> _Problem to work on_:
In the entries below, every line with the string "FromStr" is to be reported.

*** Opening of The input ***

//! Chain hash type for transaction identification.
//!
//! A `Hash` is a 32-byte double-SHA-256 digest stored in internal
//! (little-endian) order and displayed byte-reversed, following the
//! convention for transaction ids.

use std::fmt;
use std::str::FromStr;

use serde::{Deserialize, Deserializer, Serialize, Serializer};

use crate::hash::sha256d;
use crate::PrimitivesError;

/// Size of a Hash in bytes.
pub const HASH_SIZE: usize = 32;

/// A 32-byte hash used for transaction ids.
#[derive(Clone, Copy, PartialEq, Eq, PartialOrd, Ord, Hash, Debug, Default)]
pub struct Hash([u8; HASH_SIZE]);

impl Hash {
    /// Create a Hash from a raw 32-byte array in internal byte order.
    pub fn new(bytes: [u8; HASH_SIZE]) -> Self {
        Hash(bytes)
    }

    /// Create a Hash from a byte slice.
    ///
    /// # Arguments
    /// * `bytes` - A slice that must be exactly 32 bytes.
    ///
    /// # Returns
    /// `Ok(Hash)` if the slice is 32 bytes, or an error otherwise.
    pub fn from_bytes(bytes: &[u8]) -> Result<Self, PrimitivesError> {
        let arr: [u8; HASH_SIZE] = bytes.try_into().map_err(|_| {
            PrimitivesError::InvalidHash(format!(
                "invalid hash length of {}, want {}",
                bytes.len(),
                HASH_SIZE
            ))
        })?;
        Ok(Hash(arr))
    }

    /// Create a Hash from its byte-reversed (display order) hex string.
    ///
    /// # Arguments
    /// * `hex_str` - Exactly 64 hex characters.
    ///
    /// # Returns
    /// `Ok(Hash)` on success, or an error for invalid input.
    pub fn from_hex(hex_str: &str) -> Result<Self, PrimitivesError> {
        if hex_str.len() != HASH_SIZE * 2 {
            return Err(PrimitivesError::InvalidHash(format!(
                "hash string must be {} characters, got {}",
                HASH_SIZE * 2,
                hex_str.len()
            )));
        }
        let mut bytes = hex::decode(hex_str)?;
        bytes.reverse();
        Self::from_bytes(&bytes)
    }

    /// Access the internal byte array.
    pub fn as_bytes(&self) -> &[u8; HASH_SIZE] {
        &self.0
    }
}

impl From<[u8; HASH_SIZE]> for Hash {
    fn from(bytes: [u8; HASH_SIZE]) -> Self {
        Hash(bytes)
    }
}

/// Display the hash as byte-reversed hex.
impl fmt::Display for Hash {
    fn fmt(&self, f: &mut fmt::Formatter<'_>) -> fmt::Result {
        let mut reversed = self.0;
        reversed.reverse();
        write!(f, "{}", hex::encode(reversed))
    }
}

impl FromStr for Hash {
    type Err = PrimitivesError;

    fn from_str(s: &str) -> Result<Self, Self::Err> {
        Hash::from_hex(s)
    }
}

impl Serialize for Hash {
    fn serialize<S: Serializer>(&self, serializer: S) -> Result<S::Ok, S::Error> {
        serializer.serialize_str(&self.to_string())
    }
}

impl<'de> Deserialize<'de> for Hash {
    fn deserialize<D: Deserializer<'de>>(deserializer: D) -> Result<Self, D::Error> {
        let s = String::deserialize(deserializer)?;
        Hash::from_hex(&s).map_err(serde::de::Error::custom)
    }
}

/// Compute double SHA-256 of the input and return the result as a Hash.
pub fn double_hash_h(data: &[u8]) -> Hash {
    Hash(sha256d(data))
}
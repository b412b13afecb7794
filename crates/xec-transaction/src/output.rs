//! Transaction output with satoshi value and locking script.
//!
//! Defines the spending conditions for the output's value. Provides
//! binary serialization/deserialization following the wire format.

use xec_primitives::util::{ByteReader, ByteWriter, VarInt};
use xec_script::Script;

use crate::TransactionError;

/// A single output in a transaction.
///
/// Each output specifies a satoshi value and a `locking_script`
/// (scriptPubKey) that defines the conditions under which the funds
/// may be spent.
///
/// # Wire format
///
/// | Field            | Size           |
/// |------------------|----------------|
/// | satoshis         | 8 bytes (LE)   |
/// | script length    | VarInt         |
/// | locking_script   | variable       |
#[derive(Clone, Debug, Default, PartialEq, Eq)]
pub struct TransactionOutput {
    /// The number of satoshis locked by this output.
    pub satoshis: u64,

    /// The locking script (scriptPubKey) that defines spending conditions.
    pub locking_script: Script,
}

impl TransactionOutput {
    /// Create a new `TransactionOutput` with zero satoshis and an empty script.
    pub fn new() -> Self {
        TransactionOutput {
            satoshis: 0,
            locking_script: Script::new(),
        }
    }

    /// Create an output paying `satoshis` to `locking_script`.
    pub fn with_script(satoshis: u64, locking_script: Script) -> Self {
        TransactionOutput { satoshis, locking_script }
    }

    /// Deserialize a `TransactionOutput` from a `ByteReader`.
    ///
    /// Reads 8-byte LE satoshis, a varint script length, and the script bytes.
    ///
    /// # Arguments
    /// * `reader` - The reader positioned at the start of an encoded output.
    ///
    /// # Returns
    /// `Ok(TransactionOutput)` on success, or a `TransactionError` if the
    /// data is truncated or malformed.
    pub fn read_from(reader: &mut ByteReader) -> Result<Self, TransactionError> {
        let satoshis = reader.read_u64_le().map_err(TransactionError::reading("satoshis"))?;

        let script_bytes = reader
            .read_var_bytes()
            .map_err(TransactionError::reading("locking script"))?;

        Ok(TransactionOutput {
            satoshis,
            locking_script: Script::from_bytes(script_bytes),
        })
    }

    /// Serialize this `TransactionOutput` into a `ByteWriter`.
    ///
    /// # Arguments
    /// * `writer` - The writer to append serialized bytes to.
    pub fn write_to(&self, writer: &mut ByteWriter) {
        writer.write_u64_le(self.satoshis);
        let script_bytes = self.locking_script.to_bytes();
        writer.write_varint(VarInt::from(script_bytes.len()));
        writer.write_bytes(script_bytes);
    }

    /// Serialize this output to a byte vector.
    ///
    /// This is also the encoding committed to by the signature hash.
    pub fn to_bytes(&self) -> Vec<u8> {
        let mut writer = ByteWriter::with_capacity(9 + self.locking_script.len());
        self.write_to(&mut writer);
        writer.into_bytes()
    }

    /// Parse an output from exactly `bytes`.
    ///
    /// # Returns
    /// The output, or an error if the bytes are truncated or have trailing data.
    pub fn from_bytes(bytes: &[u8]) -> Result<Self, TransactionError> {
        let mut reader = ByteReader::new(bytes);
        let output = Self::read_from(&mut reader)?;
        if reader.remaining() != 0 {
            return Err(TransactionError::SerializationError(format!(
                "trailing {} bytes after output",
                reader.remaining()
            )));
        }
        Ok(output)
    }

    /// Return the locking script as a hex-encoded string.
    pub fn locking_script_hex(&self) -> String {
        self.locking_script.to_hex()
    }
}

*** Close of The input ***

> _Response to the task_:
use std::str::FromStr;
impl FromStr for Hash {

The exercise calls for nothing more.